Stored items
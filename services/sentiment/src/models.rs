//! Commit search data models.

use std::fmt;

use serde::{Deserialize, Serialize};

/// Opaque cursor marking where the next page of results resumes.
#[derive(Debug, Clone, PartialEq, Eq, Hash, Serialize, Deserialize)]
#[serde(transparent)]
pub struct Bookmark(String);

impl Bookmark {
    /// Wrap a cursor string returned by the server.
    pub fn new<S: Into<String>>(cursor: S) -> Self {
        Self(cursor.into())
    }

    /// The cursor as sent on the wire.
    pub fn as_str(&self) -> &str {
        &self.0
    }
}

impl fmt::Display for Bookmark {
    fn fmt(&self, f: &mut fmt::Formatter<'_>) -> fmt::Result {
        f.write_str(&self.0)
    }
}

impl From<String> for Bookmark {
    fn from(cursor: String) -> Self {
        Self(cursor)
    }
}

impl From<&str> for Bookmark {
    fn from(cursor: &str) -> Self {
        Self(cursor.to_owned())
    }
}

impl AsRef<str> for Bookmark {
    fn as_ref(&self) -> &str {
        &self.0
    }
}

/// One page of commits.
#[derive(Debug, Clone, PartialEq, Serialize, Deserialize)]
pub struct SearchCommitResponse {
    /// Commits in the order the server returned them.
    pub commits: Vec<Commit>,

    /// Cursor for the next page; `None` when this is the last page.
    #[serde(default, skip_serializing_if = "Option::is_none")]
    pub bookmark: Option<Bookmark>,
}

impl SearchCommitResponse {
    /// Whether the server reported another page after this one.
    pub fn has_next(&self) -> bool {
        self.bookmark.is_some()
    }
}

/// A commit with its sentiment.
#[derive(Debug, Clone, PartialEq, Serialize, Deserialize)]
pub struct Commit {
    /// The SHA of the commit.
    pub sha: String,

    /// Link to the commit.
    pub url: String,

    /// The commit message.
    pub message: String,

    /// The author of the commit.
    pub author: Author,

    /// Commit timestamp, exactly as the server formatted it.
    pub time: String,

    /// Sentiment of the commit message.
    pub sentiment: Sentiment,
}

/// The author of a commit.
#[derive(Debug, Clone, PartialEq, Serialize, Deserialize)]
pub struct Author {
    /// Author login
    pub username: String,
    /// Author avatar image
    pub avatar_url: String,
}

/// A sentiment score and the model which produced it.
#[derive(Debug, Clone, PartialEq, Serialize, Deserialize)]
pub struct Sentiment {
    /// Typically -1.0 (negative) to 1.0 (positive). Not range checked.
    pub score: f64,
    /// Name of the model used for evaluation
    pub model: String,
}
//! A mock transport for exercising API clients without a network.
//!
//! Routes are matched on the full path and query first, then on the path alone.
//! Anything unmatched gets a `404` with a small JSON body.

use std::collections::HashMap;
use std::fmt;
use std::sync::Arc;

use bytes::Bytes;
use http::{HeaderMap, Method, StatusCode, Uri};
use parking_lot::Mutex;

type MakeError = Arc<dyn Fn() -> hyperdriver::client::Error + Send + Sync>;

const NOT_FOUND_BODY: &[u8] = b"{\"message\":\"not found\"}\n";

#[derive(Clone)]
enum MockResponse {
    Reply {
        status: StatusCode,
        headers: HeaderMap,
        body: Bytes,
    },
    Fail(MakeError),
}

impl fmt::Debug for MockResponse {
    fn fmt(&self, f: &mut fmt::Formatter<'_>) -> fmt::Result {
        match self {
            MockResponse::Reply { status, .. } => {
                f.debug_struct("Reply").field("status", status).finish()
            }
            MockResponse::Fail(_) => f.debug_struct("Fail").finish(),
        }
    }
}

/// A request seen by a [`MockService`].
#[derive(Debug, Clone)]
pub struct RecordedRequest {
    /// Request method
    pub method: Method,
    /// Full request URI
    pub uri: Uri,
    /// Request headers, after every layer above the mock has run
    pub headers: HeaderMap,
}

/// A tower service which answers from a table of canned responses.
///
/// Clones share the same request log.
#[derive(Debug, Default, Clone)]
pub struct MockService {
    responses: HashMap<String, MockResponse>,
    requests: Arc<Mutex<Vec<RecordedRequest>>>,
}

impl MockService {
    /// An empty mock: every request is answered with `404`.
    pub fn new() -> Self {
        Self::default()
    }

    /// Answer requests for `route` with `status` and `body`.
    ///
    /// `route` is either a bare path (`/api/v1/commit`) or a path with a query
    /// (`/api/v1/commit?limit=2`).
    pub fn add(&mut self, route: &str, status: StatusCode, body: impl Into<Bytes>) {
        self.add_with_headers(route, status, HeaderMap::new(), body);
    }

    /// Answer requests for `route` with `status`, `headers` and `body`.
    pub fn add_with_headers(
        &mut self,
        route: &str,
        status: StatusCode,
        headers: HeaderMap,
        body: impl Into<Bytes>,
    ) {
        let response = MockResponse::Reply {
            status,
            headers,
            body: body.into(),
        };
        self.responses.insert(route.to_owned(), response);
    }

    /// Answer requests for `route` with a JSON body and `Content-Type: application/json`.
    ///
    /// Fails, leaving the routes untouched, if `value` cannot be serialized.
    pub fn add_json<T>(
        &mut self,
        route: &str,
        status: StatusCode,
        value: &T,
    ) -> serde_json::Result<()>
    where
        T: serde::Serialize + ?Sized,
    {
        let body = serde_json::to_vec(value)?;
        let mut headers = HeaderMap::new();
        headers.insert(
            http::header::CONTENT_TYPE,
            http::HeaderValue::from_static("application/json"),
        );
        self.add_with_headers(route, status, headers, body);
        Ok(())
    }

    /// Fail requests for `route` at the transport level with the error built by `error`.
    pub fn fail<F>(&mut self, route: &str, error: F)
    where
        F: Fn() -> hyperdriver::client::Error + Send + Sync + 'static,
    {
        self.responses
            .insert(route.to_owned(), MockResponse::Fail(Arc::new(error)));
    }

    /// Every request seen so far, in arrival order.
    pub fn requests(&self) -> Vec<RecordedRequest> {
        self.requests.lock().clone()
    }

    fn route(&self, uri: &Uri) -> Option<&MockResponse> {
        let exact = uri.path_and_query().map(|pq| pq.as_str());
        exact
            .and_then(|route| self.responses.get(route))
            .or_else(|| self.responses.get(uri.path()))
    }
}

impl tower::Service<http::Request<hyperdriver::Body>> for MockService {
    type Response = http::Response<hyperdriver::Body>;
    type Error = hyperdriver::client::Error;
    type Future = std::future::Ready<Result<Self::Response, Self::Error>>;

    fn poll_ready(
        &mut self,
        _cx: &mut std::task::Context<'_>,
    ) -> std::task::Poll<Result<(), Self::Error>> {
        std::task::Poll::Ready(Ok(()))
    }

    fn call(&mut self, req: http::Request<hyperdriver::Body>) -> Self::Future {
        self.requests.lock().push(RecordedRequest {
            method: req.method().clone(),
            uri: req.uri().clone(),
            headers: req.headers().clone(),
        });

        let (status, headers, body) = match self.route(req.uri()) {
            Some(MockResponse::Reply {
                status,
                headers,
                body,
            }) => (*status, headers.clone(), body.clone()),
            Some(MockResponse::Fail(error)) => {
                tracing::trace!(uri = %req.uri(), "Mock transport failure");
                return std::future::ready(Err((error.as_ref())()));
            }
            None => {
                let mut headers = HeaderMap::new();
                headers.insert(
                    http::header::CONTENT_TYPE,
                    http::HeaderValue::from_static("application/json; charset=utf-8"),
                );
                (
                    StatusCode::NOT_FOUND,
                    headers,
                    Bytes::from_static(NOT_FOUND_BODY),
                )
            }
        };

        let mut response = http::Response::new(hyperdriver::Body::from(body));
        *response.status_mut() = status;
        *response.version_mut() = http::Version::HTTP_11;
        *response.headers_mut() = headers;

        std::future::ready(Ok(response))
    }
}

#[cfg(test)]
mod tests {
    use tower::ServiceExt as _;

    use super::*;

    fn get(uri: &str) -> http::Request<hyperdriver::Body> {
        http::Request::get(uri)
            .body(hyperdriver::Body::empty())
            .unwrap()
    }

    #[tokio::test]
    async fn exact_query_routes_win_over_paths() {
        let mut mock = MockService::new();
        mock.add("/items", StatusCode::OK, "any page");
        mock.add("/items?page=2", StatusCode::ACCEPTED, "second page");

        let response = mock.clone().oneshot(get("/items?page=2")).await.unwrap();
        assert_eq!(response.status(), StatusCode::ACCEPTED);

        let response = mock.clone().oneshot(get("/items?page=3")).await.unwrap();
        assert_eq!(response.status(), StatusCode::OK);

        let response = mock.clone().oneshot(get("/other")).await.unwrap();
        assert_eq!(response.status(), StatusCode::NOT_FOUND);

        let seen = mock.requests();
        assert_eq!(seen.len(), 3);
        assert_eq!(seen[0].uri, "/items?page=2");
        assert_eq!(seen[2].method, Method::GET);
    }

    #[tokio::test]
    async fn json_routes_carry_content_type() {
        let mut mock = MockService::new();
        mock.add_json(
            "/items",
            StatusCode::OK,
            &serde_json::json!({ "items": [1, 2] }),
        )
        .unwrap();

        let response = mock.clone().oneshot(get("/items")).await.unwrap();
        assert_eq!(
            response.headers().get(http::header::CONTENT_TYPE).unwrap(),
            "application/json"
        );
    }

    #[test]
    fn unserializable_json_is_rejected() {
        use std::collections::HashMap;

        // JSON object keys must be strings.
        let value: HashMap<Vec<u8>, u32> = HashMap::from([(vec![1], 1)]);

        let mut mock = MockService::new();
        assert!(mock.add_json("/items", StatusCode::OK, &value).is_err());
        assert!(mock.responses.is_empty());
    }

    #[tokio::test]
    async fn failures_are_injected() {
        let mut mock = MockService::new();
        mock.fail("/items", || hyperdriver::client::Error::RequestTimeout);

        let err = mock.oneshot(get("/items")).await.unwrap_err();
        assert!(matches!(err, hyperdriver::client::Error::RequestTimeout));
    }
}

**TRY IT**
Here the output must be the lines above from the line with "const NOT_FOUND_BODY: &[u8]" to the line with "same request log.", both included, duplicated word for word and nothing else.

**REPLY**
const NOT_FOUND_BODY: &[u8] = b"{\"message\":\"not found\"}\n";

#[derive(Clone)]
enum MockResponse {
    Reply {
        status: StatusCode,
        headers: HeaderMap,
        body: Bytes,
    },
    Fail(MakeError),
}

impl fmt::Debug for MockResponse {
    fn fmt(&self, f: &mut fmt::Formatter<'_>) -> fmt::Result {
        match self {
            MockResponse::Reply { status, .. } => {
                f.debug_struct("Reply").field("status", status).finish()
            }
            MockResponse::Fail(_) => f.debug_struct("Fail").finish(),
        }
    }
}

/// A request seen by a [`MockService`].
#[derive(Debug, Clone)]
pub struct RecordedRequest {
    /// Request method
    pub method: Method,
    /// Full request URI
    pub uri: Uri,
    /// Request headers, after every layer above the mock has run
    pub headers: HeaderMap,
}

/// A tower service which answers from a table of canned responses.
///
/// Clones share the same request log.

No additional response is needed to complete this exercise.